Five blocks of Chinese text are written in the sky above the scene. One of these is by Zhao himself and includes his signature. The remainder are notes added much later by the 18th-century Qianlong Emperor of the Qing dynasty.

== Legacy and later renditions ==
The painting attracted widespread acclaim from later Chinese artists and scholars. Many imitation pieces have been made after Zhao's original over the following seven centuries. These include a loose interpretation by the 15th century painter Yao Shou, and a now-lost variation by the 16th century Wen Zhengming which added a city wall and more distant hills. In 1602, Dong Qichang wrote that he received Zhao's painting as a gift from Xiang Deming, the grandson of the painter and art collector Xiang Yuanbian. Dong made a version of the painting, which itself was subject to various imitations, some by noted 17th century artists such as Lan Ying and Yun Shouping. These versions show a proportionally shorter Hua Hill.

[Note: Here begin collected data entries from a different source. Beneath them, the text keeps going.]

// Cleaning tool controller
//
// Four actuated tools share one transport to the tool controller board.
// Every setter mutates local state and then transmits the tool's full
// snapshot; the firmware has no partial-field update.

use tracing::debug;

use crate::protocol::encode_tool_frame;
use crate::transport::{Transport, TransportError};

/// The four tools on the chassis, with their wire ids.
#[repr(u8)]
#[derive(Debug, Clone, Copy, PartialEq, Eq)]
pub enum ToolId {
    BrushServo = 1,
    BrushMotor = 2,
    WaterPump = 3,
    SoapPump = 4,
}

impl ToolId {
    pub const ALL: [ToolId; 4] = [
        ToolId::BrushServo,
        ToolId::BrushMotor,
        ToolId::WaterPump,
        ToolId::SoapPump,
    ];

    pub fn name(self) -> &'static str {
        match self {
            ToolId::BrushServo => "Brush Servo",
            ToolId::BrushMotor => "Brush Motor",
            ToolId::WaterPump => "Water Pump",
            ToolId::SoapPump => "Soap Pump",
        }
    }

    pub fn wire_value(self) -> u8 {
        self as u8
    }

    /// Look up a tool by its wire id, for callers holding raw ids.
    pub fn from_wire(id: u8) -> Result<ToolId> {
        ToolId::ALL
            .into_iter()
            .find(|t| t.wire_value() == id)
            .ok_or(ToolError::UnknownTool { id })
    }
}

#[repr(u8)]
#[derive(Debug, Clone, Copy, PartialEq, Eq, Default)]
pub enum ToolStatus {
    #[default]
    Off = 0,
    On = 1,
}

impl ToolStatus {
    pub fn toggled(self) -> Self {
        match self {
            ToolStatus::Off => ToolStatus::On,
            ToolStatus::On => ToolStatus::Off,
        }
    }
}

/// Spin direction of a reversible tool motor.
#[repr(u8)]
#[derive(Debug, Clone, Copy, PartialEq, Eq, Default)]
pub enum SpinDirection {
    #[default]
    A = 0,
    B = 1,
}

/// Error types for tool control
#[derive(Debug, thiserror::Error)]
pub enum ToolError {
    #[error("no tool with id {id}")]
    UnknownTool { id: u8 },

    #[error("speed {speed} out of range 0..=100")]
    InvalidSpeed { speed: u8 },

    #[error(transparent)]
    Transport(#[from] TransportError),
}

pub type Result<T> = std::result::Result<T, ToolError>;

/// Mutable state of one tool. Id and name are fixed at construction.
#[derive(Debug, Clone, Copy)]
pub struct ToolState {
    pub id: ToolId,
    pub status: ToolStatus,
    pub direction: SpinDirection,
    pub speed: u8,
}

impl ToolState {
    fn new(id: ToolId) -> Self {
        Self {
            id,
            status: ToolStatus::Off,
            direction: SpinDirection::A,
            speed: 0,
        }
    }
}

pub struct ToolController<T: Transport> {
    transport: T,
    tools: [ToolState; 4],
}

impl<T: Transport> ToolController<T> {
    pub fn new(transport: T) -> Self {
        Self {
            transport,
            tools: ToolId::ALL.map(ToolState::new),
        }
    }

    /// Current state snapshot of one tool.
    pub fn tool(&self, id: ToolId) -> ToolState {
        self.tools[id as usize - 1]
    }

    pub fn set_status(&mut self, id: ToolId, status: ToolStatus) -> Result<()> {
        self.tools[id as usize - 1].status = status;
        self.transmit(id)
    }

    pub fn set_direction(&mut self, id: ToolId, direction: SpinDirection) -> Result<()> {
        self.tools[id as usize - 1].direction = direction;
        self.transmit(id)
    }

    pub fn set_speed(&mut self, id: ToolId, speed: u8) -> Result<()> {
        check_speed(speed)?;
        self.tools[id as usize - 1].speed = speed;
        self.transmit(id)
    }

    /// Update status, direction and speed together, with one transmit.
    pub fn set_all(
        &mut self,
        id: ToolId,
        status: ToolStatus,
        direction: SpinDirection,
        speed: u8,
    ) -> Result<()> {
        check_speed(speed)?;
        let tool = &mut self.tools[id as usize - 1];
        tool.status = status;
        tool.direction = direction;
        tool.speed = speed;
        self.transmit(id)
    }

    /// Flip a tool between off and on, keeping direction and speed.
    pub fn toggle(&mut self, id: ToolId) -> Result<ToolStatus> {
        let status = self.tool(id).status.toggled();
        self.set_status(id, status)?;
        Ok(status)
    }

    /// Apply a batch of `(id, status, direction, speed)` commands in input
    /// order, one transmit each. Duplicate targets are each applied and
    /// transmitted; the last one wins on final state.
    pub fn set_all_tools(
        &mut self,
        commands: &[(ToolId, ToolStatus, SpinDirection, u8)],
    ) -> Result<()> {
        for &(id, status, direction, speed) in commands {
            self.set_all(id, status, direction, speed)?;
        }
        Ok(())
    }

    /// Switch every tool off, in declaration order, one transmit per tool.
    pub fn stop_all_tools(&mut self) -> Result<()> {
        for id in ToolId::ALL {
            self.set_status(id, ToolStatus::Off)?;
        }
        Ok(())
    }

    fn transmit(&mut self, id: ToolId) -> Result<()> {
        let tool = self.tools[id as usize - 1];
        debug!(
            "{}: status={:?} direction={:?} speed={}",
            id.name(),
            tool.status,
            tool.direction,
            tool.speed
        );
        self.transport.send_frame(&encode_tool_frame(
            tool.id.wire_value(),
            tool.status as u8,
            tool.direction as u8,
            tool.speed,
        ))?;
        Ok(())
    }
}

fn check_speed(speed: u8) -> Result<()> {
    if speed > 100 {
        return Err(ToolError::InvalidSpeed { speed });
    }
    Ok(())
}

#[cfg(test)]
mod tests {
    use super::*;
    use crate::transport::MockTransport;

    fn controller() -> (ToolController<MockTransport>, MockTransport) {
        let mock = MockTransport::new();
        (ToolController::new(mock.clone()), mock)
    }

    #[test]
    fn test_setter_sends_full_snapshot() {
        let (mut tools, mock) = controller();
        tools.set_speed(ToolId::BrushMotor, 40).unwrap();
        tools.set_status(ToolId::BrushMotor, ToolStatus::On).unwrap();
        // Speed set earlier rides along with the later status update.
        assert_eq!(mock.sent_ascii(), vec!["2,0,0,40\n", "2,1,0,40\n"]);
    }

    #[test]
    fn test_set_all_single_transmit() {
        let (mut tools, mock) = controller();
        tools
            .set_all(ToolId::BrushMotor, ToolStatus::On, SpinDirection::A, 90)
            .unwrap();
        assert_eq!(mock.sent_ascii(), vec!["2,1,0,90\n"]);
    }

    #[test]
    fn test_batch_applied_in_input_order() {
        let (mut tools, mock) = controller();
        tools
            .set_all_tools(&[
                (ToolId::BrushMotor, ToolStatus::On, SpinDirection::A, 90),
                (ToolId::WaterPump, ToolStatus::On, SpinDirection::A, 90),
            ])
            .unwrap();
        assert_eq!(mock.sent_ascii(), vec!["2,1,0,90\n", "3,1,0,90\n"]);
    }

    #[test]
    fn test_batch_duplicates_each_transmitted() {
        let (mut tools, mock) = controller();
        tools
            .set_all_tools(&[
                (ToolId::SoapPump, ToolStatus::On, SpinDirection::A, 50),
                (ToolId::SoapPump, ToolStatus::On, SpinDirection::B, 70),
            ])
            .unwrap();
        assert_eq!(mock.sent_ascii(), vec!["4,1,0,50\n", "4,1,1,70\n"]);
        assert_eq!(tools.tool(ToolId::SoapPump).speed, 70);
    }

    #[test]
    fn test_stop_all_tools_in_declaration_order() {
        let (mut tools, mock) = controller();
        tools
            .set_all(ToolId::WaterPump, ToolStatus::On, SpinDirection::A, 60)
            .unwrap();
        tools.stop_all_tools().unwrap();

        let frames = mock.sent_ascii();
        // One On frame, then one Off frame per tool in id order. Speed and
        // direction survive the stop.
        assert_eq!(
            &frames[1..],
            &["1,0,0,0\n", "2,0,0,0\n", "3,0,0,60\n", "4,0,0,0\n"]
        );
    }

    #[test]
    fn test_invalid_speed_rejected_without_transmit() {
        let (mut tools, mock) = controller();
        assert!(matches!(
            tools.set_speed(ToolId::BrushMotor, 101),
            Err(ToolError::InvalidSpeed { speed: 101 })
        ));
        assert!(mock.sent_ascii().is_empty());
    }

    #[test]
    fn test_toggle() {
        let (mut tools, mock) = controller();
        assert_eq!(tools.toggle(ToolId::WaterPump).unwrap(), ToolStatus::On);
        assert_eq!(tools.toggle(ToolId::WaterPump).unwrap(), ToolStatus::Off);
        assert_eq!(mock.sent_ascii(), vec!["3,1,0,0\n", "3,0,0,0\n"]);
    }

    #[test]
    fn test_unknown_wire_id() {
        assert!(matches!(
            ToolId::from_wire(7),
            Err(ToolError::UnknownTool { id: 7 })
        ));
        assert_eq!(ToolId::from_wire(3).unwrap(), ToolId::WaterPump);
    }
}
// Encoder telemetry reader
//
// Telemetry is best-effort: transport and parse failures both become
// `NoData` so that a dropped reply never halts the control loop.

use tracing::warn;

use crate::config::DEFAULT_TELEMETRY_LEN;
use crate::protocol::decode_telemetry;
use crate::transport::Transport;

/// Measured wheel angular velocities in rad/s.
#[derive(Debug, Clone, Copy, PartialEq, Default)]
pub struct WheelRates {
    pub front_left: f32,
    pub front_right: f32,
    pub back_left: f32,
    pub back_right: f32,
}

/// One telemetry read. `NoData` stands in for any unparsable or failed
/// reply.
#[derive(Debug, Clone, Copy, PartialEq)]
pub enum EncoderReading {
    Velocities(WheelRates),
    NoData,
}

/// Per-deployment telemetry configuration.
#[derive(Debug, Clone, Copy)]
pub struct EncoderConfig {
    /// Fixed reply width of the deployed encoder firmware (31 or 35
    /// bytes in the field).
    pub block_len: usize,
}

impl Default for EncoderConfig {
    fn default() -> Self {
        Self {
            block_len: DEFAULT_TELEMETRY_LEN,
        }
    }
}

pub struct EncoderReader<T: Transport> {
    transport: T,
    config: EncoderConfig,
}

impl<T: Transport> EncoderReader<T> {
    pub fn new(transport: T) -> Self {
        Self::with_config(transport, EncoderConfig::default())
    }

    pub fn with_config(transport: T, config: EncoderConfig) -> Self {
        Self { transport, config }
    }

    /// Fetch one telemetry block and parse it. Never fails: telemetry loss
    /// is reported as `NoData` and logged.
    pub fn read(&mut self) -> EncoderReading {
        let block = match self.transport.read_block(self.config.block_len) {
            Ok(block) => block,
            Err(e) => {
                warn!("Encoder read failed: {}", e);
                return EncoderReading::NoData;
            }
        };

        match decode_telemetry(&block) {
            Ok([front_left, front_right, back_left, back_right]) => {
                EncoderReading::Velocities(WheelRates {
                    front_left,
                    front_right,
                    back_left,
                    back_right,
                })
            }
            Err(e) => {
                warn!("Unparsable telemetry block: {}", e);
                EncoderReading::NoData
            }
        }
    }
}

#[cfg(test)]
mod tests {
    use super::*;
    use crate::transport::MockTransport;

    #[test]
    fn test_read_velocities() {
        let mock = MockTransport::new();
        mock.queue_read(b"12.3,45.6,7.8,9.1".to_vec());
        let mut encoders = EncoderReader::new(mock);

        assert_eq!(
            encoders.read(),
            EncoderReading::Velocities(WheelRates {
                front_left: 12.3,
                front_right: 45.6,
                back_left: 7.8,
                back_right: 9.1,
            })
        );
    }

    #[test]
    fn test_short_field_count_is_no_data() {
        let mock = MockTransport::new();
        mock.queue_read(b"1.0,2.0,3.0".to_vec());
        let mut encoders = EncoderReader::new(mock);
        assert_eq!(encoders.read(), EncoderReading::NoData);
    }

    #[test]
    fn test_transport_failure_is_no_data() {
        let mock = MockTransport::new();
        mock.fail_reads();
        let mut encoders = EncoderReader::new(mock);
        assert_eq!(encoders.read(), EncoderReading::NoData);
    }

    #[test]
    fn test_custom_block_len() {
        let mock = MockTransport::new();
        mock.queue_read(b"0.1,0.2,0.3,0.4".to_vec());
        let mut encoders =
            EncoderReader::with_config(mock.clone(), EncoderConfig { block_len: 35 });
        assert!(matches!(encoders.read(), EncoderReading::Velocities(_)));
    }
}
mod nested;
mod path;

pub use nested::Nested;
pub use path::{NestedPath, PathSegment};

In 1734, the Yangzhou painter Fang Shishu created The Autumn Colors on the Que and Hua Mountains after Zhao Mengfu and Dong Qichang, based on Dong's rendition which he had borrowed from the wealthy salt merchant Ma Yuegang. Ma, his younger brother Ma Yuelu, and the scholar and painter Feng Zhenguan wrote poems in praise of the painting, which were then inscribed around the piece. This rendition of the painting is now in the collection of the Phoenix Art Museum. Modern renditions of Zhao's original include a painting by the 20th century artist Wu Hufan.